What happened? And who was responsible? Those are the questions that have to be answered, and answered they are, but if you play the game (and don’t listen to people who want nothing more than to tell you the answer) you’ll be guessing for most of the movie.
For the most part, this movie is little more than a battle of wits between Joey and Nanny, the only person siding with Joey being Bobbie Medman, the precocious and rather world-wise 14-year-old girl who lives in the apartment upstairs, played by 15-year-old Pamela Franklin. (Precocious in the sense that she has a boy friend and smokes cigarettes on the sly.)
While all of the acting is of high caliber, I was most impressed by the performances turned in by William Dix and Pamela Franklin. Without them in their respective roles, this movie could have been dull, duller and dullest. Dix also had a part in Doctor Dolittle (1967), but essentially nothing more. Pamela Franklin had a much lengthier career, mostly on TV, but earlier on made some horror movies and had, for example, a significant role in The Prime of Miss Jean Brodie (1969).
The Nanny, made in black and white, and correctly so, I believe, is a psychological thriller, and not the horror movie you might think it is, produced by Hammer Films as it was, and from the general tone of its advertising campaign. It’s not difficult to find on DVD, and in my opinion, well worth your time in watching.
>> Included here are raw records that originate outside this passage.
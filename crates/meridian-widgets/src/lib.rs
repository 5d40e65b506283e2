//! Behaviour of the site's page widgets, independent of any browser binding.
//!
//! Each widget is modelled as plain state plus the service traits it talks
//! to. The host page supplies concrete [`EmailSender`], [`ChatWidget`] and
//! [`FormView`] implementations.

pub mod carousel;
pub mod chart;
pub mod contact;
pub mod counter;
pub mod scroll;

pub use carousel::{Slider, SwiperPair};
pub use chart::{ChartTrigger, DoughnutChart};
pub use contact::{
    Ack, ChatCommand, ChatWidget, ContactController, ContactForm, EmailSender, EmailTemplate,
    FormFeedback, FormView, SendError, Tone,
};
pub use counter::CounterAnimation;
pub use scroll::ScrollState;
I enjoyed it, in any case, if you were still wondering.
February 23rd, 2010 at 1:20 am
With Davis signed on Hammer decided to go classy and did it quite well too, but as you say the child stars in this one are the real treat.
But you have to wonder if Davis wasn’t pleased her British outing was classier than any of Joan Crawford’s — though Hammer did equally well by Joan Fontaine in HORROR HOTEL with Christopher Lee.
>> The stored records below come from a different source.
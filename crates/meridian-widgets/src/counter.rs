//! Animated statistic counters (`.stats_card-percentage[data-target]`).

use std::num::ParseIntError;
use std::time::Duration;

/// Frame values for counting up from zero to a target.
///
/// Values never decrease and the last one is always exactly `target`.
#[derive(Debug, Clone, PartialEq, Eq)]
pub struct CounterAnimation {
    target: u32,
    steps: u32,
    step: u32,
}

impl CounterAnimation {
    pub fn new(target: u32, duration: Duration, frame: Duration) -> Self {
        let steps = if frame.is_zero() {
            1
        } else {
            (duration.as_millis() / frame.as_millis().max(1)).clamp(1, u32::MAX as u128) as u32
        };

        Self {
            target,
            steps,
            step: 0,
        }
    }

    /// Build from a `data-target` attribute such as `"95"` or `"95%"`.
    pub fn from_attr(
        value: &str,
        duration: Duration,
        frame: Duration,
    ) -> Result<Self, ParseIntError> {
        let target = value.trim().trim_end_matches('%').trim().parse()?;
        Ok(Self::new(target, duration, frame))
    }

    pub fn target(&self) -> u32 {
        self.target
    }
}

impl Iterator for CounterAnimation {
    type Item = u32;

    fn next(&mut self) -> Option<u32> {
        if self.step >= self.steps {
            return None;
        }
        self.step += 1;

        let value =
            (u64::from(self.target) * u64::from(self.step)).div_ceil(u64::from(self.steps));
        Some(value as u32)
    }
}

#[cfg(test)]
mod tests {
    use super::*;

    #[test]
    fn counts_up_to_target() {
        let frames: Vec<_> =
            CounterAnimation::new(10, Duration::from_millis(400), Duration::from_millis(100))
                .collect();

        assert_eq!(frames, vec![3, 5, 8, 10]);
    }

    #[test]
    fn values_never_decrease() {
        let frames: Vec<_> =
            CounterAnimation::new(7, Duration::from_secs(2), Duration::from_millis(16)).collect();

        assert!(frames.windows(2).all(|w| w[0] <= w[1]));
        assert_eq!(frames.last(), Some(&7));
    }

    #[test]
    fn parses_percentage_attribute() {
        let counter =
            CounterAnimation::from_attr(" 95% ", Duration::from_secs(1), Duration::ZERO).unwrap();

        assert_eq!(counter.target(), 95);
        assert_eq!(counter.collect::<Vec<_>>(), vec![95]);
        assert!(CounterAnimation::from_attr("n/a", Duration::ZERO, Duration::ZERO).is_err());
    }
}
Seth Holt, who directed this also did a good adaptation of Bram Stoker’s JEWEL OF THE SEVEN STARS as THE BLOOD ON THE MUMMY”S TOMB.
February 23rd, 2010 at 2:23 pm
According to IMDB, “the role of the Nanny was originally intended for Greer Garson who first accepted then declined, saying the script would not be good for her career.”
Maybe so, but I don’t think it harmed Bette Davis’s any.
February 23rd, 2010 at 5:28 pm
I wonder what Greer Garson did after 1965? Maybe she found this film lurid, but it’s actually quite restrained. Today it probably would strike most viewers as quite tame. I think it’s an interesting film though, more a psychological study than a pure thriller.
February 23rd, 2010 at 5:53 pm
Greer Garson after 1965?
Movies and TV appearances such as The Singing Nun (1966) and The Happiest Millionaire (1967), immediately following, then some time later Little Women (TV) (1978). But for the most part her career was over by 1968.
All in all, though, after thinking it over, she was probably right. THE NANNY wasn’t for her. It’s food for thought, though. If she had been in it, how would it have changed the movie’s dynamics, the way the characters played off each other? Quite a bit, I’d say.
— Steve
July 12th, 2011 at 2:46 am
Great little horror film – Bette Davis is amazing (as usual). Only thing is Joey is SUCH a horrible little child (understandable to a degree) but it’s hard to side with him even though the Nanny is the evil one. I wanted to give Joey a good hiding through the entire movie! That aside, a really clever good film.